### Data records

—————

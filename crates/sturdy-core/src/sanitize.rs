use once_cell::sync::Lazy;
use regex::Regex;

static EXCESS_NEWLINES: Lazy<Regex> = Lazy::new(|| Regex::new(r"\n{3,}").unwrap());

/// Clean free text before it goes into a prompt.
///
/// Strips `<` and `>`, collapses runs of three or more newlines to two,
/// trims surrounding whitespace and truncates to `max_chars` characters.
/// `None` yields an empty string.
pub fn sanitize(input: Option<&str>, max_chars: usize) -> String {
    let Some(text) = input else {
        return String::new();
    };
    let stripped: String = text.chars().filter(|c| *c != '<' && *c != '>').collect();
    let normalized = stripped.replace("\r\n", "\n");
    let collapsed = EXCESS_NEWLINES.replace_all(&normalized, "\n\n");
    truncate_chars(collapsed.trim(), max_chars).to_string()
}

/// Cut `s` to at most `max_chars` characters on a char boundary.
pub fn truncate_chars(s: &str, max_chars: usize) -> &str {
    match s.char_indices().nth(max_chars) {
        Some((idx, _)) => &s[..idx],
        None => s,
    }
}
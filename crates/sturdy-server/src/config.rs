//! Server configuration

use std::path::PathBuf;

use sturdy_core::AiSettings;

pub const DEFAULT_BIND_ADDRESS: &str = "127.0.0.1:8787";

#[derive(Debug, Clone)]
pub struct ServerConfig {
    /// Server bind address (e.g., "127.0.0.1:8787")
    pub bind_address: String,

    /// Model provider settings handed to the script service
    pub ai: AiSettings,

    /// Journal directory; `None` uses ~/.sturdy/journal
    pub journal_dir: Option<PathBuf>,
}

impl Default for ServerConfig {
    fn default() -> Self {
        Self {
            bind_address: DEFAULT_BIND_ADDRESS.to_string(),
            ai: AiSettings::default(),
            journal_dir: None,
        }
    }
}

impl ServerConfig {
    /// Stored settings plus `STURDY_*` environment overrides.
    pub fn load() -> Self {
        let bind_address = std::env::var("STURDY_BIND")
            .ok()
            .filter(|v| !v.trim().is_empty())
            .unwrap_or_else(|| DEFAULT_BIND_ADDRESS.to_string());
        let journal_dir = std::env::var_os("STURDY_JOURNAL_DIR").map(PathBuf::from);
        Self {
            bind_address,
            ai: sturdy_core::apply_env_overrides(sturdy_core::read_settings()),
            journal_dir,
        }
    }
}
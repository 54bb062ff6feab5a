//! Health check endpoint

use axum::extract::State;
use axum::Json;
use serde::Serialize;

use crate::state::AppState;

#[derive(Debug, Serialize)]
#[serde(rename_all = "camelCase")]
pub struct HealthResponse {
    pub status: &'static str,
    pub version: &'static str,
    pub ai_configured: bool,
}

pub async fn health_check(State(state): State<AppState>) -> Json<HealthResponse> {
    Json(HealthResponse {
        status: "ok",
        version: env!("CARGO_PKG_VERSION"),
        ai_configured: state.ai_configured,
    })
}
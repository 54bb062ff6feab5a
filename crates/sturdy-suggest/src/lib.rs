pub mod engine;
pub mod parse;
pub mod prompt;

use async_trait::async_trait;
use sturdy_core::{AiSettings, RequestError, ScenarioType, ScriptRequest, ScriptResponse};

pub use engine::{backend_for, CompletionBackend, GenerateError};

/// Why a response carries defaults instead of model output.
#[derive(Debug, Clone, Copy, PartialEq, Eq)]
pub enum Fallback {
    NotConfigured,
    Upstream,
}

#[derive(Debug, Clone)]
pub struct Generated {
    pub response: ScriptResponse,
    pub fallback: Option<Fallback>,
}

/// Anything that turns a request into a calm script.
#[async_trait]
pub trait ScriptGenerator: Send + Sync {
    /// Rejects invalid requests; every other failure comes back as a default response.
    async fn generate(&self, request: &ScriptRequest) -> Result<Generated, RequestError>;
}

/// Fixed response used whenever the model cannot be reached.
pub fn default_response(scenario: ScenarioType, reason: &str) -> ScriptResponse {
    ScriptResponse {
        validation: parse::DEFAULT_VALIDATION.to_string(),
        shift: parse::DEFAULT_SHIFT.to_string(),
        script: parse::DEFAULT_SCRIPT.to_string(),
        scenario_type: scenario,
        raw_model_response: format!("[fallback] {reason}"),
        error: Some(reason.to_string()),
    }
}

/// Prompt, model call and parse over a pluggable backend.
pub struct ScriptService {
    backend: Box<dyn CompletionBackend>,
}

impl ScriptService {
    pub fn new(backend: Box<dyn CompletionBackend>) -> Self {
        Self { backend }
    }

    pub fn from_settings(settings: &AiSettings) -> Self {
        tracing::info!(provider = %settings.provider, model = %settings.model, "script service ready");
        Self::new(backend_for(settings))
    }
}

#[async_trait]
impl ScriptGenerator for ScriptService {
    async fn generate(&self, request: &ScriptRequest) -> Result<Generated, RequestError> {
        let request = request.sanitized()?;
        let scenario = request.scenario_type;

        let system = prompt::system_prompt();
        let user_msg = prompt::user_message(&request);

        tracing::info!(
            scenario = %scenario,
            age_band = request.age_band().label(),
            chars = request.description.chars().count(),
            "requesting script"
        );

        match self.backend.complete(&system, &user_msg).await {
            Ok(raw) => {
                tracing::debug!("raw LLM output:\n{}", raw);
                let parsed = parse::parse_model_output(&raw);
                Ok(Generated {
                    response: ScriptResponse {
                        validation: parsed.validation,
                        shift: parsed.shift,
                        script: parsed.script,
                        scenario_type: scenario,
                        raw_model_response: raw,
                        error: None,
                    },
                    fallback: None,
                })
            }
            Err(e) => {
                let fallback = if e.is_configuration() {
                    Fallback::NotConfigured
                } else {
                    Fallback::Upstream
                };
                tracing::warn!(error = %e, ?fallback, "script generation fell back to defaults");
                Ok(Generated {
                    response: default_response(scenario, &e.to_string()),
                    fallback: Some(fallback),
                })
            }
        }
    }
}

/// Generate with the given settings. Never fails past request validation.
pub async fn generate_script(
    request: &ScriptRequest,
    settings: &AiSettings,
) -> Result<ScriptResponse, RequestError> {
    ScriptService::from_settings(settings)
        .generate(request)
        .await
        .map(|g| g.response)
}
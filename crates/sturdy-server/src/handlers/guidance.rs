use axum::Json;
use serde::Serialize;
use sturdy_core::{guidance, ScenarioType};

#[derive(Debug, Serialize)]
pub struct ScenarioGuidance {
    pub scenario: ScenarioType,
    pub text: &'static str,
}

#[derive(Debug, Serialize)]
pub struct GuidanceResponse {
    pub principles: &'static str,
    pub scenarios: Vec<ScenarioGuidance>,
}

pub async fn get_guidance() -> Json<GuidanceResponse> {
    let scenarios = [
        ScenarioType::Sos,
        ScenarioType::ExecutiveFunction,
        ScenarioType::Rupture,
    ]
    .into_iter()
    .map(|scenario| ScenarioGuidance {
        scenario,
        text: guidance::for_scenario(scenario),
    })
    .collect();

    Json(GuidanceResponse {
        principles: guidance::CORE_PRINCIPLES,
        scenarios,
    })
}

—————

### What you need to do
Copy out, from the data above, each line where the string "Result" is present.

### Output for this task
    async fn generate(&self, request: &ScriptRequest) -> Result<Generated, RequestError>;
    async fn generate(&self, request: &ScriptRequest) -> Result<Generated, RequestError> {
) -> Result<ScriptResponse, RequestError> {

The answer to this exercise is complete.